We have previously demonstrated that a stromal cell-derived factor-1 (SDF-1; CXCL12)/CXCR4 system is involved in the establishment of metastasis in oral cancer. Recently, small non coding RNAs, microRNAs (miRNAs) have been shown to be involved in the metastatic process of several types of cancers. However, the miRNAs that contribute to metastases induced by the SDF-1/CXCR4 system in oral cancer are largely unknown. In this study, we examined the metastasis-related miRNAs induced by the SDF-1/CXCR4 system using B88-SDF-1 oral cancer cells, which exhibit functional CXCR4 and distant metastatic potential in vivo. Through miRNA microarray analysis, we identified the upregulation of miR-518c-5p in B88- SDF-1 cells, and confirmed the induction by real-time PCR analysis.
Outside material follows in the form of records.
//! Storage trait definitions for the domain layer.
//!
//! These traits abstract the authoritative stores following the Repository
//! pattern. Concrete engines live in `crate::infrastructure::persistence` and
//! one is selected at startup by configuration.
//!
//! # Available Stores
//!
//! - [`LinkStore`] - Tinylink records, alias uniqueness, visit accounting
//! - [`TokenStore`] - Refresh credential state with compare-and-rotate
//!
//! # Testing
//!
//! Mock implementations are generated via `mockall` under `cfg(test)`.

pub mod link_store;
pub mod token_store;

pub use link_store::LinkStore;
pub use token_store::TokenStore;

#[cfg(test)]
pub use link_store::MockLinkStore;
#[cfg(test)]
pub use token_store::MockTokenStore;
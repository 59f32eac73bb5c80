//! Domain layer containing business entities and storage contracts.
//!
//! The domain layer has no dependencies on infrastructure or presentation
//! layers. Storage traits are implemented by `crate::infrastructure`; business
//! rules live in [`crate::application::services`].
//!
//! # Architecture
//!
//! - [`entities`] - Identity, tinylink and refresh credential types
//! - [`repositories`] - Storage trait definitions
//! - [`visit_event`] - Usage accounting event model
//! - [`visit_worker`] - Asynchronous usage accounting worker
//!
//! # Visit Processing Flow
//!
//! 1. A redirect resolves from the authoritative store
//! 2. A [`visit_event::VisitEvent`] is offered to a bounded channel
//! 3. [`visit_worker::run_visit_worker`] applies it with retry
//! 4. The counter is persisted via [`repositories::LinkStore::record_visit`]

pub mod entities;
pub mod repositories;
pub mod visit_event;
pub mod visit_worker;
Although an LNA-based miR-518c-5p inhibitor did not affect cell growth of B88-SDF-1 cells, it did significantly inhibit the migration of the cells. Next, we transfected a miR-518c expression vector into parental B88 cells and CAL27 oral cancer cells and isolated stable transfectants, B88-518c and CAL27-518c cells, respectively. The anchoragedependent and -independent growth of miR-518c transfectants was significantly enhanced compared with the growth of mock cells. Moreover, we detected the enhanced migration of these cells. The LNA-based miR-518c-5p inhibitor significantly impaired the enhanced cell growth and migration of miR-518c transfectants, indicating that these phenomena were mainly dependent on the expression of miR-518c-5p. Next, we examined the function of miR-518c-5p in vivo. miR-518c transfectants or mock transfectants were inoculated into the masseter muscle or the blood vessels of nude mice. Tumor volume, lymph nodes metastasis, and lung metastasis were significantly increased in the mice inoculated with the miR- 518c transfectants. These results indicated that miR-518c-5p regulates the growth and metastasis of oral cancer as a downstream target of the SDF-1/CXCR4 system.